▶ Task directions: The expected answer is every line from the material below that has the word "accounts".
+++ Source information +++
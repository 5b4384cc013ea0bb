//! Detection runs: the graph session, the staged detector and the summary report.

pub mod report;
pub mod runner;
pub mod session;

pub use report::{DetectionRatings, RunReport, SUMMARY_FILE, StageMillis, append_section};
pub use runner::{DetectionOutcome, Detector, PipelineError, StageTimings};
pub use session::GraphSession;
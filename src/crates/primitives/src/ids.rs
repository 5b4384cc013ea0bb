use std::fmt;

use serde::{Deserialize, Serialize};

/// External account identifier, as it appears in `nodes.txt` and in the
/// sender/receiver columns of `transactions.txt`.
#[derive(
    PartialEq, Eq, Hash, Copy, Clone, Debug, Ord, PartialOrd, Serialize, Deserialize,
)]
#[serde(transparent)]
pub struct AccountId(pub u64);

impl AccountId {
    pub fn new(id: u64) -> Self {
        Self(id)
    }

    pub fn get(self) -> u64 {
        self.0
    }

    /// Big-endian bytes, so byte order matches numeric order in ordered key-value stores.
    pub fn to_be_bytes(self) -> [u8; 8] {
        self.0.to_be_bytes()
    }

    pub fn from_be_bytes(bytes: [u8; 8]) -> Self {
        Self(u64::from_be_bytes(bytes))
    }
}

impl fmt::Display for AccountId {
    fn fmt(&self, f: &mut fmt::Formatter<'_>) -> fmt::Result {
        write!(f, "{}", self.0)
    }
}

impl From<u64> for AccountId {
    fn from(id: u64) -> Self {
        Self(id)
    }
}

#[derive(
    PartialEq, Eq, Hash, Copy, Clone, Debug, Ord, PartialOrd, Serialize, Deserialize,
)]
#[serde(transparent)]
pub struct TransactionId(pub u64);

impl TransactionId {
    pub fn new(id: u64) -> Self {
        Self(id)
    }

    pub fn get(self) -> u64 {
        self.0
    }
}

impl fmt::Display for TransactionId {
    fn fmt(&self, f: &mut fmt::Formatter<'_>) -> fmt::Result {
        write!(f, "{}", self.0)
    }
}

impl From<u64> for TransactionId {
    fn from(id: u64) -> Self {
        Self(id)
    }
}

/// Position of an edge in the graph's edge table. Only meaningful for the
/// graph that issued it.
#[derive(PartialEq, Eq, Hash, Copy, Clone, Debug, Ord, PartialOrd)]
pub struct EdgeId(pub(crate) u32);

impl EdgeId {
    pub fn index(self) -> usize {
        self.0 as usize
    }
}
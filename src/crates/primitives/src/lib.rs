pub mod config;
pub mod graph;
pub mod graph_index;
pub mod ids;
pub mod transaction;

pub use config::{ConfigError, DetectionConfig, TimeDifferenceMode};
pub use graph::{Account, Edge, EdgeUpdate, GraphError, TransactionGraph};
pub use graph_index::{Direction, Neighborhood, NeighborhoodIndex};
pub use ids::{AccountId, EdgeId, TransactionId};
pub use transaction::{DensePair, EXACT_MATCH_WEIGHT, Group, MatchedPair, Transaction, difference};

#[cfg(any(test, feature = "test-utils"))]
pub mod test_utils {
    use crate::transaction::Transaction;

    /// A laundering ring shaped like the generated datasets: `sender` pays every
    /// intermediate `input_amount` at time 1, and each intermediate forwards
    /// `output_amount` to `receiver` at time 2. Every hop is repeated `repeats`
    /// times. Ids start at `first_id` and increase by one per transaction.
    #[derive(Debug, Clone)]
    pub struct RingFixture {
        pub sender: u64,
        pub receiver: u64,
        pub intermediates: Vec<u64>,
        pub repeats: u32,
        pub input_amount: i64,
        pub output_amount: i64,
    }

    impl RingFixture {
        pub fn new(sender: u64, receiver: u64, intermediates: Vec<u64>) -> Self {
            Self {
                sender,
                receiver,
                intermediates,
                repeats: 1,
                input_amount: 10_000,
                output_amount: 9_900,
            }
        }

        pub fn repeats(mut self, repeats: u32) -> Self {
            self.repeats = repeats;
            self
        }

        /// Lead and follow transactions are interleaved, lead first.
        pub fn transactions(&self, first_id: u64) -> Vec<Transaction> {
            let mut next_id = first_id;
            let mut out = Vec::new();
            for &hop in &self.intermediates {
                for _ in 0..self.repeats {
                    out.push(Transaction::new(
                        next_id,
                        self.sender,
                        hop,
                        self.input_amount,
                        1,
                    ));
                    out.push(Transaction::new(
                        next_id + 1,
                        hop,
                        self.receiver,
                        self.output_amount,
                        2,
                    ));
                    next_id += 2;
                }
            }
            out
        }
    }

    /// `T1 = (1, A=10, B=20, 10000, t=1)`, `T2 = (2, B=20, C=30, 9950, t=2)`.
    pub fn single_hop() -> Vec<Transaction> {
        vec![
            Transaction::new(1, 10, 20, 10_000, 1),
            Transaction::new(2, 20, 30, 9_950, 2),
        ]
    }
}
use std::fmt;

use serde::{Deserialize, Serialize};

use crate::ids::{AccountId, TransactionId};

/// Weight given to a matched pair whose amount or time difference is zero.
/// `1 / 0` has no finite value, so these pairs get the largest finite weight.
pub const EXACT_MATCH_WEIGHT: f64 = f64::MAX;

/// `a - b` without overflow for any pair of `i64` inputs.
pub fn difference(a: i64, b: i64) -> i128 {
    a as i128 - b as i128
}

/// A single transfer between two accounts. Times are coarse units (hours in
/// the generated datasets) with no sub-unit precision.
#[derive(Debug, Clone, Copy, PartialEq, Eq, Hash, Serialize, Deserialize)]
pub struct Transaction {
    pub id: TransactionId,
    pub sender: AccountId,
    pub receiver: AccountId,
    pub amount: i64,
    pub time: i64,
}

impl Transaction {
    pub fn new(id: u64, sender: u64, receiver: u64, amount: i64, time: i64) -> Self {
        Self {
            id: TransactionId(id),
            sender: AccountId(sender),
            receiver: AccountId(receiver),
            amount,
            time,
        }
    }

    /// True if `next` picks up the funds this transaction delivered.
    pub fn feeds(&self, next: &Transaction) -> bool {
        self.receiver == next.sender
    }
}

impl fmt::Display for Transaction {
    fn fmt(&self, f: &mut fmt::Formatter<'_>) -> fmt::Result {
        write!(
            f,
            "[{} {}->{} amount={} time={}]",
            self.id, self.sender, self.receiver, self.amount, self.time
        )
    }
}

/// Two transactions forming a layering hop: `lead.sender -> lead.receiver == follow.sender -> follow.receiver`.
#[derive(Debug, Clone, Copy, PartialEq)]
pub struct MatchedPair {
    pub lead: Transaction,
    pub follow: Transaction,
    weight: f64,
}

impl MatchedPair {
    pub fn new(lead: Transaction, follow: Transaction) -> Self {
        debug_assert!(lead.feeds(&follow), "follow must spend what lead received");
        let weight = Self::weight_for(&lead, &follow);
        Self {
            lead,
            follow,
            weight,
        }
    }

    /// Widened to `i128` so extreme amounts cannot overflow.
    pub fn amount_difference(&self) -> u128 {
        difference(self.lead.amount, self.follow.amount).unsigned_abs()
    }

    /// Signed: positive when the follow happened before the lead.
    pub fn time_difference(&self) -> i128 {
        difference(self.lead.time, self.follow.time)
    }

    /// `1 / (amount difference * time difference)`, using the magnitude of the
    /// time difference. Zero products map to [`EXACT_MATCH_WEIGHT`].
    pub fn weight(&self) -> f64 {
        self.weight
    }

    fn weight_for(lead: &Transaction, follow: &Transaction) -> f64 {
        let amount = difference(lead.amount, follow.amount).unsigned_abs() as f64;
        let time = difference(lead.time, follow.time).unsigned_abs() as f64;
        let product = amount * time;
        if product == 0.0 {
            EXACT_MATCH_WEIGHT
        } else {
            1.0 / product
        }
    }
}

impl fmt::Display for MatchedPair {
    fn fmt(&self, f: &mut fmt::Formatter<'_>) -> fmt::Result {
        write!(
            f,
            "{} -> {} -> {} (lead {}, follow {})",
            self.lead.sender, self.lead.receiver, self.follow.receiver, self.lead.id, self.follow.id
        )
    }
}

/// Two candidate accounts whose structural similarity reached the dense-pair threshold.
#[derive(Debug, Clone, Copy, PartialEq, Serialize)]
pub struct DensePair {
    pub first: AccountId,
    pub second: AccountId,
    pub similarity: f64,
}

impl DensePair {
    pub fn new(first: AccountId, second: AccountId, similarity: f64) -> Self {
        Self {
            first,
            second,
            similarity,
        }
    }

    pub fn contains(&self, account: AccountId) -> bool {
        self.first == account || self.second == account
    }
}

/// A maximal set of accounts linked by a chain of dense pairs. Members are kept sorted.
#[derive(Debug, Clone, PartialEq, Eq, Serialize)]
pub struct Group {
    members: Vec<AccountId>,
}

impl Group {
    pub fn new(mut members: Vec<AccountId>) -> Self {
        members.sort_unstable();
        members.dedup();
        Self { members }
    }

    pub fn members(&self) -> &[AccountId] {
        &self.members
    }

    pub fn len(&self) -> usize {
        self.members.len()
    }

    pub fn is_empty(&self) -> bool {
        self.members.is_empty()
    }

    pub fn contains(&self, account: AccountId) -> bool {
        self.members.binary_search(&account).is_ok()
    }

    /// Smallest member; groups are reported in this order.
    pub fn anchor(&self) -> Option<AccountId> {
        self.members.first().copied()
    }
}

impl fmt::Display for Group {
    fn fmt(&self, f: &mut fmt::Formatter<'_>) -> fmt::Result {
        let ids: Vec<String> = self.members.iter().map(|m| m.to_string()).collect();
        write!(f, "{{{}}}", ids.join(", "))
    }
}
+++
▶ Response to the task:
/// A single transfer between two accounts. Times are coarse units (hours in
/// Two candidate accounts whose structural similarity reached the dense-pair threshold.
/// A maximal set of accounts linked by a chain of dense pairs. Members are kept sorted.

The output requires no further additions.